Décès de Julien Guisle à 99 ans

Le célèbre libraire Julien Guisle est décédé mercredi 9 juin 2010 à Paris. Il aurait eu 100 ans le 2 novembre 2010. Il a été  inhumé jeudi 17 juin à 14 h 30 au cimetière parisien de Bagneux.

Pendant des années, M. Guisle fut l’unique libraire d’après-guerre spécialisé dans les échecs. Le 13 de la rue Saint Jacques fut le passage obligé des amateurs de problème: Sénéca, Halberstadt et tant dautres. Quand les petits ou grands maîtres français, étrangers… ou soviétiques étaient de passage à Paris, la libraire Guisle était systématiquement visitée. Petite, toute en longueur, on pouvait y acheter de vieilles revues françaises et les derniers livres ou revues soviétiques. Dans tous les vieux numéros d’Europe Echecs ou de Mat (la revue éphémère à destination des jeunes) on trouve un encart de publicité pour cette librairie.

Je n’ai jamais vu monsieur Guisle assis. Seulement au restaurant. Il était toujours en action dans ses livres ou ses reliures. Il était intarissable sur les maîtres du passé. Un casse-tête l’avait occupé des mois entiers: trouver un mat où le roi noir est seul face à toutes les pièces blanches: le Rex Solus.

quike.JPG

Les blancs jouent et font mat en 4 coups. Ce problème fut présenté sous le pseudonyme de Julian Quike lancé à l’occasion dun concours dans la rubrique de Camil Sénéca dans Le Figaro, en 1956. En fait, Julien Guisle, modeste comme toujours, se cachait derrière ce pseudonyme. A l’époque, la résolution de ce Rex Solus fit un grand couac parmi les spécialistes de la composition. Merci, et au revoir Quike!
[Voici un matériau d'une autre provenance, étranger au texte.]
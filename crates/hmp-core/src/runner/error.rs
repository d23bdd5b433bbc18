use std::path::PathBuf;
use thiserror::Error;

use super::simulator::SimulatorError;
use crate::config::ConfigError;
use crate::controller::ControllerError;

/// Errors that abort a run. Everything else is logged and the run goes on.
#[derive(Debug, Error)]
pub enum RunnerError {
    #[error("IO error at {path}: {source}")]
    Io {
        path: PathBuf,
        #[source]
        source: std::io::Error,
    },

    #[error("JSON serialization error: {0}")]
    Json(#[from] serde_json::Error),

    #[error("YAML serialization error: {0}")]
    Yaml(#[from] serde_yaml::Error),

    #[error("Archive error: {0}")]
    Archive(#[from] zip::result::ZipError),

    #[error("Unable to export archive because results are not set")]
    MissingResults,

    #[error(transparent)]
    Controller(#[from] ControllerError),

    #[error(transparent)]
    Simulator(#[from] SimulatorError),

    #[error(transparent)]
    Config(#[from] ConfigError),
}

impl RunnerError {
    pub fn io(path: impl Into<PathBuf>, source: std::io::Error) -> Self {
        RunnerError::Io {
            path: path.into(),
            source,
        }
    }
}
Voir la solution avec les commentaires de Camil Seneca, l’apport de Roland Lecomte et de Guy Sobrecases: Cliquer ligne suivante.

 

quike.JPG

1.Th7! Re1 2.Fa8! Roi ad libitum 3.Db7 4.Dh1 mat
1.Th7! Rc1
2.Fh8! Rb1 3. Dg7 Roi ad libitum 4.Da1 mat

Et maintenant, voyons ce qu’en dit, après avoir donné la solution, Camil Sénéca dans sa chronique d’échecs du Figaro du 18 décembre 1956 (chronique que nous a aimablement photocopié le journaliste et problémiste Roland Lecomte): « L’auteur n’a pas seulement corrigé le problème de Ernst, il l’a singulièrement enrichi et d’une façon magistrale. En accordant au roi noir deux cases de fuite, il a réussi à créer deux variantes caméléon – écho de dégagement Loyd diagonal – en les précédant, par surcroît, d’un dégagement Bristol en leur ajoutant, à titre auxiliaire, deux doublements Turton (dont l’un comporte un petit dual terminal sans gravité en l’occurrence). Une œuvre de classe. »
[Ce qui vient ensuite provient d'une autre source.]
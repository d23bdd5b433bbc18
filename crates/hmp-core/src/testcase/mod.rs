//! The contract every discoverable conformance check implements.
//!
//! A test case is described twice: statically through [`TestCaseType`]
//! (id, name, categories, suite), which discovery reads without building
//! anything, and dynamically through [`TestCase`], the object the pipeline
//! runs.

mod base;
pub mod builtin;
mod error;

pub use base::{TestCaseBase, Verdict};
pub use error::{diagnostic_metric, CaseError, FailureKind, TIMEOUT_MESSAGE};

use std::any::{type_name, TypeId};
use std::fmt;
use std::sync::Arc;

use crate::config::TestCaseConfig;
use crate::controller::Controller;
use crate::model::ExecutionResult;

/// Suite a test case lands in when it does not name one.
pub const DEFAULT_SUITE: &str = "Default";

/// An executable conformance check.
pub trait TestCase {
    /// Dotted numeric id, e.g. "001".
    fn id(&self) -> &str;

    /// Execute the check.
    ///
    /// Must always return a result. Every fault, including controller
    /// timeouts, is converted into a FAIL result carrying a diagnostic
    /// metric. Calling `run` more than once is not supported.
    fn run(&mut self) -> ExecutionResult;
}

/// Class-level metadata and construction for a [`TestCase`] implementation.
///
/// # Example
///
/// ```ignore
/// impl TestCaseType for LinkCheck {
///     const NAME: &'static str = "Link check";
///     const DESCRIPTION: &'static str = "Verifies the link is up";
///     const CATEGORIES: &'static [&'static str] = &["basic"];
///
///     fn create(ctx: CaseContext) -> Self {
///         Self { base: TestCaseBase::new(ctx) }
///     }
/// }
/// ```
pub trait TestCaseType: TestCase + Sized + 'static {
    /// Explicit id. When `None` the id is taken from the unit name.
    const ID: Option<&'static str> = None;
    const NAME: &'static str;
    const DESCRIPTION: &'static str;
    const CATEGORIES: &'static [&'static str] = &[];
    const SUITE: &'static str = DEFAULT_SUITE;

    fn create(ctx: CaseContext) -> Self;
}

/// Everything a test case needs to be built.
///
/// The controller is optional so cases can be built for metadata-only use;
/// a case built without one fails when run instead of panicking.
#[derive(Clone)]
pub struct CaseContext {
    pub id: String,
    pub name: String,
    pub description: String,
    pub controller: Option<Arc<dyn Controller>>,
    pub settings: Arc<TestCaseConfig>,
}

impl CaseContext {
    /// Context with no controller and default settings.
    pub fn detached(
        id: impl Into<String>,
        name: impl Into<String>,
        description: impl Into<String>,
    ) -> Self {
        Self {
            id: id.into(),
            name: name.into(),
            description: description.into(),
            controller: None,
            settings: Arc::new(TestCaseConfig::default()),
        }
    }
}

/// Registered identity of a test case type. Immutable once built.
#[derive(Clone)]
pub struct TestCaseDescriptor {
    id: String,
    name: String,
    description: String,
    categories: Vec<String>,
    suite: String,
    type_id: TypeId,
    type_name: &'static str,
    factory: fn(CaseContext) -> Box<dyn TestCase>,
}

fn build<T: TestCaseType>(ctx: CaseContext) -> Box<dyn TestCase> {
    Box::new(T::create(ctx))
}

impl TestCaseDescriptor {
    /// Read the metadata of `T`, found in the unit named `unit`.
    ///
    /// Returns the reason when the metadata is unusable.
    pub fn introspect<T: TestCaseType>(unit: &str) -> Result<Self, String> {
        let id = match T::ID.map(str::trim).filter(|id| !id.is_empty()) {
            Some(id) => id.to_string(),
            None => id_from_unit_name(unit)
                .ok_or_else(|| format!("cannot derive a test case id from unit name '{unit}'"))?,
        };

        if T::NAME.trim().is_empty() {
            return Err(format!("test case {id} has an empty name"));
        }

        let mut categories: Vec<String> = Vec::with_capacity(T::CATEGORIES.len());
        for category in T::CATEGORIES {
            if !categories.iter().any(|c| c == category) {
                categories.push(category.to_string());
            }
        }

        let suite = match T::SUITE.trim() {
            "" => DEFAULT_SUITE.to_string(),
            suite => suite.to_string(),
        };

        Ok(Self {
            id,
            name: T::NAME.to_string(),
            description: T::DESCRIPTION.to_string(),
            categories,
            suite,
            type_id: TypeId::of::<T>(),
            type_name: type_name::<T>(),
            factory: build::<T>,
        })
    }

    pub fn id(&self) -> &str {
        &self.id
    }

    pub fn name(&self) -> &str {
        &self.name
    }

    pub fn description(&self) -> &str {
        &self.description
    }

    pub fn categories(&self) -> &[String] {
        &self.categories
    }

    pub fn suite(&self) -> &str {
        &self.suite
    }

    pub fn type_name(&self) -> &'static str {
        self.type_name
    }

    /// Whether both descriptors were read from the same Rust type.
    pub fn is_same_type(&self, other: &TestCaseDescriptor) -> bool {
        self.type_id == other.type_id
    }

    /// Build a runnable instance.
    pub fn instantiate(
        &self,
        controller: Option<Arc<dyn Controller>>,
        settings: Arc<TestCaseConfig>,
    ) -> Box<dyn TestCase> {
        (self.factory)(CaseContext {
            id: self.id.clone(),
            name: self.name.clone(),
            description: self.description.clone(),
            controller,
            settings,
        })
    }
}

impl fmt::Debug for TestCaseDescriptor {
    fn fmt(&self, f: &mut fmt::Formatter<'_>) -> fmt::Result {
        f.debug_struct("TestCaseDescriptor")
            .field("id", &self.id)
            .field("name", &self.name)
            .field("categories", &self.categories)
            .field("suite", &self.suite)
            .field("type", &self.type_name)
            .finish()
    }
}

/// Trailing `_`- or `.`-separated segment of a unit name ("tc_hmp_001" gives "001").
pub fn id_from_unit_name(unit: &str) -> Option<String> {
    unit.rsplit(['_', '.'])
        .next()
        .filter(|segment| !segment.is_empty())
        .map(str::to_string)
}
Ce texte est repris (en partie) dans le livre inoubliable et formateur du même Camil Seneca, 200 problèmes d’échecs (Press Pocket, 1975). A noter que six autres candidats obtinrent une ‘mention d’honneur’ dans ce concours. Cinq d’entre eux travaillèrent peu ou prou autour de l’idée du problème de Ernst (l’idée de Ernst était d’encager la tour blanche h1 avec les 2C en g1 et g3 et un pion en h2, le reste des troupes se situant au-delà de la 5e rangée avec un mur de pions). Roland Lecomte, également mention dhonneur, présenta une idée originale.

De son côté, lex-joueur et aujourd’hui problémiste Guy Sobrecases nous signale « qu’il s’agit d’un ‘BRISTOL’, plus précisément d’un ‘pur Bristol’ (Th7 puis Dg7) auquel s’ajoute le thème ‘TURTON’ (Une pièce A joue sur une ligne au-delà d’une case (case critique) permettant à une autre pièce B de même couleur de jouer sur la case critique. Puis B joue sur la ligne en sens inverse, en étant soutenue par A.) ici doublé (Fh8/Dg7/Da1 et Fa8/Db7/Dh1) ».

Z’avez compris? Non? Eh bien dégustez les solutions, elle sont magnifiques tout de même!